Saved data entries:
##############################

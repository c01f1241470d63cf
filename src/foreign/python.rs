//! Embedded CPython runtime using pyo3
//!
//! The interpreter itself is process-wide and is never finalized; this
//! runtime only owns the imported entry function.

use std::sync::OnceLock;

use pyo3::prelude::*;
use pyo3::types::{PyBytes, PyBytesMethods};

use super::{cached_init, ForeignRuntime};
use crate::config::PythonConfig;
use crate::core::error::{ForeignError, ForeignResult};

pub struct PythonRuntime {
    config: PythonConfig,
    function: OnceLock<Result<Py<PyAny>, String>>,
}

impl PythonRuntime {
    pub fn new(config: PythonConfig) -> Self {
        Self {
            config,
            function: OnceLock::new(),
        }
    }

    fn function(&self) -> ForeignResult<&Py<PyAny>> {
        cached_init(self.function.get_or_init(|| {
            let function = self.import();
            match &function {
                Ok(_) => tracing::info!(
                    target: "bridge.foreign",
                    "Python entry ready: {}.{}",
                    self.config.module,
                    self.config.function
                ),
                Err(reason) => tracing::error!(
                    target: "bridge.foreign",
                    "Python runtime failed to initialize: {}",
                    reason
                ),
            }
            function
        }))
    }

    fn import(&self) -> Result<Py<PyAny>, String> {
        Python::with_gil(|py| {
            let imported = (|| -> PyResult<Py<PyAny>> {
                let search_path = self.config.search_path.to_string_lossy().into_owned();
                let sys_path = py.import_bound("sys")?.getattr("path")?;
                // re-initialization after shutdown must not grow sys.path
                if !sys_path.contains(search_path.as_str())? {
                    sys_path.call_method1("append", (search_path,))?;
                }

                let module = py.import_bound(self.config.module.as_str())?;
                let function = module.getattr(self.config.function.as_str())?;
                Ok(function.unbind())
            })();

            imported.map_err(|e| {
                e.print(py);
                format!(
                    "{}.{} (search path {}): {}",
                    self.config.module,
                    self.config.function,
                    self.config.search_path.display(),
                    e
                )
            })
        })
    }
}

impl ForeignRuntime for PythonRuntime {
    fn name(&self) -> &str {
        "cpython"
    }

    fn initialize(&self) -> ForeignResult<()> {
        self.function().map(|_| ())
    }

    fn transform(&self, snapshot: &[u8]) -> ForeignResult<Vec<u8>> {
        let function = self.function()?;

        Python::with_gil(|py| -> PyResult<Vec<u8>> {
            let result = function
                .bind(py)
                .call1((PyBytes::new_bound(py, snapshot),))?;
            let bytes = result.downcast::<PyBytes>()?;
            Ok(bytes.as_bytes().to_vec())
        })
        .map_err(|e| ForeignError::Runtime(format!("{}: {}", self.config.function, e)))
    }

    fn shutdown(&mut self) {
        self.function.take();
    }
}

#[cfg(test)]
mod tests {
    use super::*;
    use crate::record::{Bullet, RecordCodec};
    use std::path::PathBuf;

    fn bundled() -> PythonRuntime {
        PythonRuntime::new(PythonConfig {
            search_path: PathBuf::from(env!("CARGO_MANIFEST_DIR")).join("scripts"),
            ..Default::default()
        })
    }

    #[test]
    fn test_bundled_module_slows_and_flags() {
        let runtime = bundled();
        let mut b = Bullet::default();
        b.set_speed(8);

        let out = runtime.transform(&RecordCodec::encode(&b)).unwrap();
        let out = RecordCodec::decode(&out).unwrap();
        assert_eq!(out.speed(), 6);
        assert!(out.damage_by_frame());
        assert_eq!(out.mp_cost(), 1);
    }

    #[test]
    fn test_reinit_does_not_grow_sys_path() {
        let mut runtime = bundled();
        runtime.initialize().unwrap();
        runtime.shutdown();
        runtime.initialize().unwrap();

        let wanted = runtime.config.search_path.to_string_lossy().into_owned();
        let entries: Vec<String> = Python::with_gil(|py| {
            py.import_bound("sys")
                .unwrap()
                .getattr("path")
                .unwrap()
                .extract()
                .unwrap()
        });
        assert_eq!(entries.iter().filter(|p| **p == wanted).count(), 1);
    }

    #[test]
    fn test_missing_module_is_init_error() {
        let runtime = PythonRuntime::new(PythonConfig {
            module: "bullet_bridge_no_such_module".to_string(),
            ..Default::default()
        });
        assert!(matches!(runtime.initialize(), Err(ForeignError::Init(_))));
        assert!(matches!(
            runtime.transform(&[0u8; 25]),
            Err(ForeignError::Init(_))
        ));
    }
}
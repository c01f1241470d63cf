//! Shared-library runtime
//!
//! Stands in for runtimes that are compiled to a C-callable library (a cgo
//! `-buildmode=c-shared` build, for instance). The library exports:
//!
//! ```c
//! ptrdiff_t bullet_transform(const uint8_t *input, size_t input_len,
//!                            uint8_t *output, size_t output_capacity);
//! ```
//!
//! returning the number of bytes written to `output`, or a negative error code.

use std::path::{Path, PathBuf};
use std::sync::OnceLock;

use libloading::{Library, Symbol};

use super::{cached_init, ForeignRuntime};
use crate::core::error::{ForeignError, ForeignResult};
use crate::record::RECORD_SIZE;

type TransformFn = unsafe extern "C" fn(*const u8, usize, *mut u8, usize) -> isize;

struct Loaded {
    transform: TransformFn,
    _library: Library,
}

pub struct LibraryRuntime {
    path: PathBuf,
    symbol: String,
    loaded: OnceLock<Result<Loaded, String>>,
}

impl LibraryRuntime {
    pub fn new(path: impl Into<PathBuf>, symbol: impl Into<String>) -> Self {
        Self {
            path: path.into(),
            symbol: symbol.into(),
            loaded: OnceLock::new(),
        }
    }

    pub fn path(&self) -> &Path {
        &self.path
    }

    fn loaded(&self) -> ForeignResult<&Loaded> {
        cached_init(self.loaded.get_or_init(|| {
            let loaded = self.load();
            if let Err(reason) = &loaded {
                tracing::error!(target: "bridge.foreign", "Library runtime failed to load: {}", reason);
            }
            loaded
        }))
    }

    fn load(&self) -> Result<Loaded, String> {
        if !self.path.exists() {
            return Err(format!("library not found: {}", self.path.display()));
        }

        unsafe {
            let library = Library::new(&self.path)
                .map_err(|e| format!("failed to load {}: {}", self.path.display(), e))?;
            let transform = {
                let sym: Symbol<TransformFn> = library.get(self.symbol.as_bytes()).map_err(|e| {
                    format!(
                        "symbol '{}' not found in {}: {}",
                        self.symbol,
                        self.path.display(),
                        e
                    )
                })?;
                *sym
            };
            Ok(Loaded {
                transform,
                _library: library,
            })
        }
    }
}

impl ForeignRuntime for LibraryRuntime {
    fn name(&self) -> &str {
        "library"
    }

    fn initialize(&self) -> ForeignResult<()> {
        self.loaded().map(|_| ())
    }

    fn transform(&self, snapshot: &[u8]) -> ForeignResult<Vec<u8>> {
        let loaded = self.loaded()?;

        // Room for an oversized reply so that it can be reported rather than truncated.
        let mut output = vec![0u8; RECORD_SIZE * 2];
        let written = unsafe {
            (loaded.transform)(
                snapshot.as_ptr(),
                snapshot.len(),
                output.as_mut_ptr(),
                output.len(),
            )
        };

        if written < 0 {
            return Err(ForeignError::Library(format!(
                "{} returned error code {}",
                self.symbol, written
            )));
        }
        let written = written as usize;
        if written > output.len() {
            return Err(ForeignError::Library(format!(
                "{} claims {} bytes written into a {}-byte buffer",
                self.symbol,
                written,
                output.len()
            )));
        }

        output.truncate(written);
        Ok(output)
    }

    fn shutdown(&mut self) {
        self.loaded.take();
    }
}

#[cfg(test)]
mod tests {
    use super::*;

    #[test]
    fn test_missing_library_is_init_error() {
        let runtime = LibraryRuntime::new("/nonexistent/libgo_ffi.so", "bullet_transform");
        let err = runtime.transform(&[0u8; RECORD_SIZE]).unwrap_err();
        assert!(matches!(err, ForeignError::Init(ref msg) if msg.contains("not found")));
        assert!(err.is_fatal());
    }

    #[cfg(target_os = "linux")]
    #[test]
    fn test_missing_symbol_is_init_error() {
        let libc = ["/lib/x86_64-linux-gnu/libc.so.6", "/lib64/libc.so.6", "/usr/lib/libc.so.6"]
            .into_iter()
            .map(Path::new)
            .find(|p| p.exists());
        let Some(libc) = libc else { return };

        let runtime = LibraryRuntime::new(libc, "bullet_transform");
        assert!(matches!(
            runtime.initialize(),
            Err(ForeignError::Init(ref msg)) if msg.contains("bullet_transform")
        ));
    }
}
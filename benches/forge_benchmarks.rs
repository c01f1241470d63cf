//! Tag fold and codec benchmarks

use std::hint::black_box;

use bullet_bridge::{Bullet, BulletFactory, RecordCodec};
use criterion::{criterion_group, criterion_main, BenchmarkId, Criterion};

fn bench_native_fold(c: &mut Criterion) {
    let mut group = c.benchmark_group("native_fold");
    let mut factory = BulletFactory::builtin();

    for len in [1usize, 4, 16] {
        let tags: Vec<&str> = ["C", "c plus plus"].iter().copied().cycle().take(len).collect();
        group.bench_with_input(BenchmarkId::from_parameter(len), &tags, |b, tags| {
            b.iter(|| black_box(factory.create(black_box(tags), tags.len())))
        });
    }

    group.finish();
}

fn bench_script_fold(c: &mut Criterion) {
    let mut factory = BulletFactory::builtin();
    // first call pays for runtime startup
    let _ = factory.create(&["go"], 1);

    c.bench_function("script_fold/go", |b| {
        b.iter(|| black_box(factory.create(black_box(&["C", "go"]), 2)))
    });
}

fn bench_codec(c: &mut Criterion) {
    let mut group = c.benchmark_group("codec");
    let bullet = Bullet::default();
    let bytes = RecordCodec::encode(&bullet);

    group.bench_function("encode", |b| b.iter(|| black_box(RecordCodec::encode(black_box(&bullet)))));
    group.bench_function("decode", |b| b.iter(|| black_box(RecordCodec::decode(black_box(&bytes)))));

    group.finish();
}

criterion_group!(benches, bench_native_fold, bench_script_fold, bench_codec);
criterion_main!(benches);
//! 统一错误处理模块
//!
//! 提供整个桥接层的错误类型定义
//!
//! ## 错误类型分层
//!
//! - **记录层错误** (`RecordError`): 字节布局编解码失败
//! - **外部运行时错误** (`ForeignError`): 嵌入式解释器或外部库调用失败
//! - **效果错误** (`EffectError`): 效果处理器加载或执行失败
//! - **配置错误** (`config::ConfigError`): 配置文件读取、解析或验证失败
//!
//! `BridgeError` 汇总以上所有错误。

use thiserror::Error;

use crate::config::ConfigError;

/// 桥接层顶层错误类型
#[derive(Error, Debug)]
pub enum BridgeError {
    #[error("Config error: {0}")]
    Config(#[from] ConfigError),

    #[error("Effect error: {0}")]
    Effect(EffectError),

    /// 外部运行时初始化失败，不可恢复
    #[error("Foreign runtime initialization failed: {0}")]
    ForeignInit(String),
}

/// 记录编解码错误
#[derive(Error, Debug, Clone, PartialEq, Eq)]
pub enum RecordError {
    #[error("Record length mismatch: expected {expected} bytes, got {actual}")]
    LengthMismatch { expected: usize, actual: usize },

    #[error("Invalid damage_by_frame flag byte: {0:#04x}")]
    InvalidFlag(u8),
}

/// 外部运行时错误
#[derive(Error, Debug, Clone)]
pub enum ForeignError {
    /// 解释器、模块或入口函数不可用
    #[error("Initialization failed: {0}")]
    Init(String),

    #[error("Runtime error: {0}")]
    Runtime(String),

    #[error("Returned snapshot rejected: {0}")]
    Record(#[from] RecordError),

    #[error("Library error: {0}")]
    Library(String),
}

impl ForeignError {
    /// 初始化失败是致命错误，其余错误只终止当前效果链
    pub fn is_fatal(&self) -> bool {
        matches!(self, ForeignError::Init(_))
    }
}

/// 效果处理器错误
#[derive(Error, Debug, Clone)]
pub enum EffectError {
    #[error("Failed to load native effect: {0}")]
    Library(String),

    #[error("Foreign effect failed: {0}")]
    Foreign(#[from] ForeignError),
}

impl EffectError {
    pub fn is_fatal(&self) -> bool {
        match self {
            EffectError::Foreign(e) => e.is_fatal(),
            EffectError::Library(_) => false,
        }
    }
}

impl From<EffectError> for BridgeError {
    fn from(error: EffectError) -> Self {
        match error {
            EffectError::Foreign(ForeignError::Init(reason)) => BridgeError::ForeignInit(reason),
            other => BridgeError::Effect(other),
        }
    }
}

/// 结果类型别名
pub type BridgeResult<T> = Result<T, BridgeError>;
pub type RecordResult<T> = Result<T, RecordError>;
pub type ForeignResult<T> = Result<T, ForeignError>;
pub type EffectResult<T> = Result<T, EffectError>;
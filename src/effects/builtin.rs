//! Built-in native effects, used when no shared library is configured

use std::os::raw::c_int;

use super::{NativeEffect, StackingEffect};
use crate::record::Bullet;

/// "C": doubles the bullet count for one extra mp.
#[derive(Debug, Clone, Copy, Default)]
pub struct SplitShot;

impl NativeEffect for SplitShot {
    fn name(&self) -> &str {
        "split_shot"
    }

    fn apply(&self, bullet: &mut Bullet) {
        bullet.set_count(bullet.count().saturating_mul(2));
        bullet.set_mp_cost(bullet.mp_cost().saturating_add(1));
    }
}

/// "c plus plus": adds its stacking index to damage and mp cost, so later
/// casts in a chain hit harder and cost more.
#[derive(Debug, Clone, Copy, Default)]
pub struct StackedPower;

impl StackingEffect for StackedPower {
    fn name(&self) -> &str {
        "stacked_power"
    }

    fn apply(&self, bullet: &mut Bullet, stacking: c_int) {
        bullet.set_damage(bullet.damage().saturating_add(stacking));
        bullet.set_mp_cost(bullet.mp_cost().saturating_add(stacking));
    }
}
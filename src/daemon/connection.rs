//! Per-connection task: framed I/O, handshake, command forwarding.
//!
//! Each client connection runs a task that reads the mandatory `hello`
//! first, then forwards every request to the daemon loop and writes the
//! response back, interleaved with `history_changed` pushes. On exit the
//! daemon loop is told so it can drop the connection's subscription.

use futures::{SinkExt, StreamExt};
use tokio::net::UnixStream;
use tokio::sync::{mpsc, oneshot};
use tokio_util::codec::Framed;

use crate::ipc::codec::{CodecError, DecodeResult, FrameCodec, decode_frame};
use crate::ipc::protocol::{Message, Status};

use super::state::ConnectionId;

/// Request forwarded from a connection task to the daemon loop.
#[derive(Debug)]
pub struct DaemonCommand {
    pub request: Message,
    pub response_tx: oneshot::Sender<Message>,
    pub connection_id: ConnectionId,
}

/// Sent when a connection closes.
#[derive(Debug)]
pub struct DisconnectNotice {
    pub connection_id: ConnectionId,
}

#[derive(Debug, thiserror::Error)]
enum ConnectionError {
    #[error("unexpected EOF during handshake")]
    HandshakeEof,
    #[error("first message must be hello")]
    NotHello,
    #[error("malformed frame: {0}")]
    MalformedFrame(#[from] rmp_serde::decode::Error),
    #[error("codec error: {0}")]
    Codec(#[from] CodecError),
    #[error("daemon loop closed")]
    DaemonGone,
    #[error("response channel closed")]
    ResponseDropped,
}

/// Spawn the task serving one connection.
pub fn spawn_connection(
    stream: UnixStream,
    conn_id: ConnectionId,
    cmd_tx: mpsc::UnboundedSender<DaemonCommand>,
    push_rx: mpsc::UnboundedReceiver<Message>,
    disconnect_tx: mpsc::UnboundedSender<DisconnectNotice>,
) {
    tokio::spawn(async move {
        if let Err(e) = serve_connection(stream, conn_id, cmd_tx, push_rx).await {
            tracing::debug!(?conn_id, error = %e, "connection closed");
        }
        let _ = disconnect_tx.send(DisconnectNotice {
            connection_id: conn_id,
        });
    });
}

async fn serve_connection(
    stream: UnixStream,
    conn_id: ConnectionId,
    cmd_tx: mpsc::UnboundedSender<DaemonCommand>,
    mut push_rx: mpsc::UnboundedReceiver<Message>,
) -> Result<(), ConnectionError> {
    let mut framed = Framed::new(stream, FrameCodec::new());

    // -- Handshake --
    let first = framed.next().await.ok_or(ConnectionError::HandshakeEof)??;
    let hello = match decode_frame(&first) {
        DecodeResult::Ok(msg @ Message::Hello { .. }) => msg,
        DecodeResult::Ok(_) | DecodeResult::UnknownType(_) => {
            return Err(ConnectionError::NotHello);
        }
        DecodeResult::Malformed(e) => return Err(e.into()),
    };

    let ack = forward(&cmd_tx, hello, conn_id).await?;
    let rejected = matches!(
        ack,
        Message::HelloAck {
            status: Status::Error,
            ..
        }
    );
    framed.send(ack).await?;
    if rejected {
        return Ok(());
    }

    // -- Requests and pushes --
    loop {
        tokio::select! {
            frame = framed.next() => {
                let raw = match frame {
                    Some(raw) => raw?,
                    None => return Ok(()),
                };
                let response = match decode_frame(&raw) {
                    DecodeResult::Ok(msg) => forward(&cmd_tx, msg, conn_id).await?,
                    DecodeResult::UnknownType(envelope) => {
                        Message::error(envelope.id, "unknown_type")
                    }
                    DecodeResult::Malformed(e) => return Err(e.into()),
                };
                framed.send(response).await?;
            }
            push = push_rx.recv() => {
                match push {
                    Some(msg) => framed.send(msg).await?,
                    // Daemon loop dropped our sender: shutting down.
                    None => return Ok(()),
                }
            }
        }
    }
}

/// Hand a request to the daemon loop and wait for its response.
async fn forward(
    cmd_tx: &mpsc::UnboundedSender<DaemonCommand>,
    request: Message,
    conn_id: ConnectionId,
) -> Result<Message, ConnectionError> {
    let (response_tx, response_rx) = oneshot::channel();
    cmd_tx
        .send(DaemonCommand {
            request,
            response_tx,
            connection_id: conn_id,
        })
        .map_err(|_| ConnectionError::DaemonGone)?;
    response_rx
        .await
        .map_err(|_| ConnectionError::ResponseDropped)
}
//! Search filter: sectioned, case-insensitive view over a snapshot.
//!
//! Pure function, safe to call on every keystroke.

use super::ClipEntry;

/// Anything that can be listed and searched like a history entry.
pub trait Searchable {
    /// Text matched against the query; `None` for images.
    fn search_text(&self) -> Option<&str>;
    fn is_favorite(&self) -> bool;
}

impl Searchable for ClipEntry {
    fn search_text(&self) -> Option<&str> {
        self.as_text()
    }

    fn is_favorite(&self) -> bool {
        ClipEntry::is_favorite(self)
    }
}

/// Filtered view of the history, favorites first.
#[derive(Debug, Clone, PartialEq, Eq)]
pub struct FilteredView<T = ClipEntry> {
    pub favorites: Vec<T>,
    pub others: Vec<T>,
}

impl<T> Default for FilteredView<T> {
    fn default() -> Self {
        Self {
            favorites: Vec::new(),
            others: Vec::new(),
        }
    }
}

impl<T> FilteredView<T> {
    pub fn has_results(&self) -> bool {
        !self.favorites.is_empty() || !self.others.is_empty()
    }

    pub fn len(&self) -> usize {
        self.favorites.len() + self.others.len()
    }
}

/// Filter `entries` by `query` and split favorites from the rest.
///
/// The query is trimmed and lowercased; an empty query matches
/// everything. Text entries match on a lowercase substring. Images
/// only appear when the query is empty. Both sections keep the
/// input order.
pub fn apply<T: Searchable + Clone>(entries: &[T], query: &str) -> FilteredView<T> {
    let needle = query.trim().to_lowercase();
    let mut view = FilteredView::default();

    for entry in entries.iter().filter(|&e| matches(e, &needle)) {
        if entry.is_favorite() {
            view.favorites.push(entry.clone());
        } else {
            view.others.push(entry.clone());
        }
    }

    view
}

fn matches<T: Searchable>(entry: &T, needle: &str) -> bool {
    if needle.is_empty() {
        return true;
    }
    entry
        .search_text()
        .is_some_and(|text| text.to_lowercase().contains(needle))
}
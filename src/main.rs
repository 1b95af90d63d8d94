mod cli;
mod client;
mod clipboard;
mod config;
mod daemon;
mod history;
mod ipc;
mod storage;

use clap::Parser;
use cli::{Cli, Command};
use tracing_subscriber::EnvFilter;

#[tokio::main]
async fn main() {
    let cli = Cli::parse();

    let default_level = if cli.debug { "debug" } else { "info" };
    let filter =
        EnvFilter::try_from_default_env().unwrap_or_else(|_| EnvFilter::new(default_level));
    tracing_subscriber::fmt()
        .with_env_filter(filter)
        .with_writer(std::io::stderr)
        .init();

    let config = cli.command.history_config();
    match cli.command {
        Command::Daemon { .. } => {
            let config = config.unwrap_or_default();
            if let Err(e) = daemon::run(config).await {
                tracing::error!(error = %e, "daemon failed");
                eprintln!("cliprecall daemon: {e}");
                std::process::exit(1);
            }
        }
        Command::Client { action } => {
            if let Err(e) = client::run(action).await {
                tracing::debug!(error = %e, "client failed");
                eprintln!("cliprecall client: {e}");
                std::process::exit(1);
            }
        }
    }
}
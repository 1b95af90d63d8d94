use std::path::PathBuf;
use std::time::Duration;

use clap::{Parser, Subcommand};

use crate::config::{self, HistoryConfig};

#[derive(Parser)]
#[command(name = "cliprecall", about = "Clipboard history daemon and client")]
pub struct Cli {
    /// Log at debug level unless RUST_LOG says otherwise
    #[arg(long, global = true)]
    pub debug: bool,

    #[command(subcommand)]
    pub command: Command,
}

#[derive(Subcommand)]
pub enum Command {
    /// Run the history daemon
    Daemon {
        /// Number of entries to keep
        #[arg(
            long,
            default_value_t = config::DEFAULT_CAPACITY as u16,
            value_parser = clap::value_parser!(u16).range(config::MIN_CAPACITY as i64..=config::MAX_CAPACITY as i64)
        )]
        history_size: u16,

        /// Characters shown in copy notifications
        #[arg(long, default_value_t = config::DEFAULT_PREVIEW_LENGTH)]
        preview_length: usize,

        /// Include a preview of each new copy in change notifications
        #[arg(long)]
        notify_on_copy: bool,

        /// Clipboard polling interval in milliseconds
        #[arg(
            long,
            default_value_t = config::DEFAULT_POLL_INTERVAL.as_millis() as u64,
            value_parser = clap::value_parser!(u64).range(10..)
        )]
        poll_interval_ms: u64,
    },

    /// Query or change the history of a running daemon
    Client {
        #[command(subcommand)]
        action: ClientAction,
    },
}

impl Command {
    /// Daemon settings from the `daemon` arguments.
    pub fn history_config(&self) -> Option<HistoryConfig> {
        match self {
            Command::Daemon {
                history_size,
                preview_length,
                notify_on_copy,
                poll_interval_ms,
            } => Some(HistoryConfig {
                history_capacity: usize::from(*history_size),
                preview_length: *preview_length,
                notify_on_copy: *notify_on_copy,
                poll_interval: Duration::from_millis(*poll_interval_ms),
                clipboard_timeout: config::DEFAULT_CLIPBOARD_TIMEOUT,
            }),
            Command::Client { .. } => None,
        }
    }
}

#[derive(Subcommand)]
pub enum ClientAction {
    /// Show the history, favorites first
    List {
        /// Only entries whose text contains this (case-insensitive)
        #[arg(long, short)]
        query: Option<String>,
    },

    /// Add text to the history
    Add { text: String },

    /// Toggle an entry's favorite flag
    Favorite { id: u64 },

    /// Remove an entry
    Remove { id: u64 },

    /// Remove every entry, favorites included
    Clear {
        /// Do not ask for confirmation
        #[arg(long, short)]
        yes: bool,
    },

    /// Copy an entry back to the clipboard
    Restore { id: u64 },

    /// Export the history to a timestamped file in the home directory
    Export,

    /// Replace the history with the contents of an exported file
    Import {
        /// Defaults to ~/clipboard_history_export.json
        path: Option<PathBuf>,

        /// Do not ask for confirmation
        #[arg(long, short)]
        yes: bool,
    },

    /// Print change notifications as they happen
    Watch,

    /// Search interactively: each stdin line is a new query
    Browse,
}

#[cfg(test)]
mod tests {
    use super::*;

    #[test]
    fn daemon_defaults() {
        let cli = Cli::try_parse_from(["cliprecall", "daemon"]).unwrap();
        assert!(!cli.debug);
        assert_eq!(cli.command.history_config(), Some(HistoryConfig::default()));
    }

    #[test]
    fn history_size_out_of_range_rejected() {
        assert!(Cli::try_parse_from(["cliprecall", "daemon", "--history-size", "4"]).is_err());
        assert!(Cli::try_parse_from(["cliprecall", "daemon", "--history-size", "51"]).is_err());
        let cli =
            Cli::try_parse_from(["cliprecall", "daemon", "--history-size", "50"]).unwrap();
        assert_eq!(cli.command.history_config().unwrap().history_capacity, 50);
    }

    #[test]
    fn debug_flag_is_global() {
        let cli = Cli::try_parse_from(["cliprecall", "client", "list", "--debug"]).unwrap();
        assert!(cli.debug);
        assert!(cli.command.history_config().is_none());
    }

    #[test]
    fn import_path_is_optional() {
        let cli = Cli::try_parse_from(["cliprecall", "client", "import", "--yes"]).unwrap();
        match cli.command {
            Command::Client {
                action: ClientAction::Import { path, yes },
            } => {
                assert!(path.is_none());
                assert!(yes);
            }
            _ => panic!("expected client import"),
        }
    }
}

##############################

Your answer should be the exact lines above from the one with "for len in [1usize, 4, 16]" through the one with "usize, actual: usize", both included, and nothing besides.

* _Written solution_
    for len in [1usize, 4, 16] {
        let tags: Vec<&str> = ["C", "c plus plus"].iter().copied().cycle().take(len).collect();
        group.bench_with_input(BenchmarkId::from_parameter(len), &tags, |b, tags| {
            b.iter(|| black_box(factory.create(black_box(tags), tags.len())))
        });
    }

    group.finish();
}

fn bench_script_fold(c: &mut Criterion) {
    let mut factory = BulletFactory::builtin();
    // first call pays for runtime startup
    let _ = factory.create(&["go"], 1);

    c.bench_function("script_fold/go", |b| {
        b.iter(|| black_box(factory.create(black_box(&["C", "go"]), 2)))
    });
}

fn bench_codec(c: &mut Criterion) {
    let mut group = c.benchmark_group("codec");
    let bullet = Bullet::default();
    let bytes = RecordCodec::encode(&bullet);

    group.bench_function("encode", |b| b.iter(|| black_box(RecordCodec::encode(black_box(&bullet)))));
    group.bench_function("decode", |b| b.iter(|| black_box(RecordCodec::decode(black_box(&bytes)))));

    group.finish();
}

criterion_group!(benches, bench_native_fold, bench_script_fold, bench_codec);
criterion_main!(benches);
//! 统一错误处理模块
//!
//! 提供整个桥接层的错误类型定义
//!
//! ## 错误类型分层
//!
//! - **记录层错误** (`RecordError`): 字节布局编解码失败
//! - **外部运行时错误** (`ForeignError`): 嵌入式解释器或外部库调用失败
//! - **效果错误** (`EffectError`): 效果处理器加载或执行失败
//! - **配置错误** (`config::ConfigError`): 配置文件读取、解析或验证失败
//!
//! `BridgeError` 汇总以上所有错误。

use thiserror::Error;

use crate::config::ConfigError;

/// 桥接层顶层错误类型
#[derive(Error, Debug)]
pub enum BridgeError {
    #[error("Config error: {0}")]
    Config(#[from] ConfigError),

    #[error("Effect error: {0}")]
    Effect(EffectError),

    /// 外部运行时初始化失败，不可恢复
    #[error("Foreign runtime initialization failed: {0}")]
    ForeignInit(String),
}

/// 记录编解码错误
#[derive(Error, Debug, Clone, PartialEq, Eq)]
pub enum RecordError {
    #[error("Record length mismatch: expected {expected} bytes, got {actual}")]
    LengthMismatch { expected: usize, actual: usize },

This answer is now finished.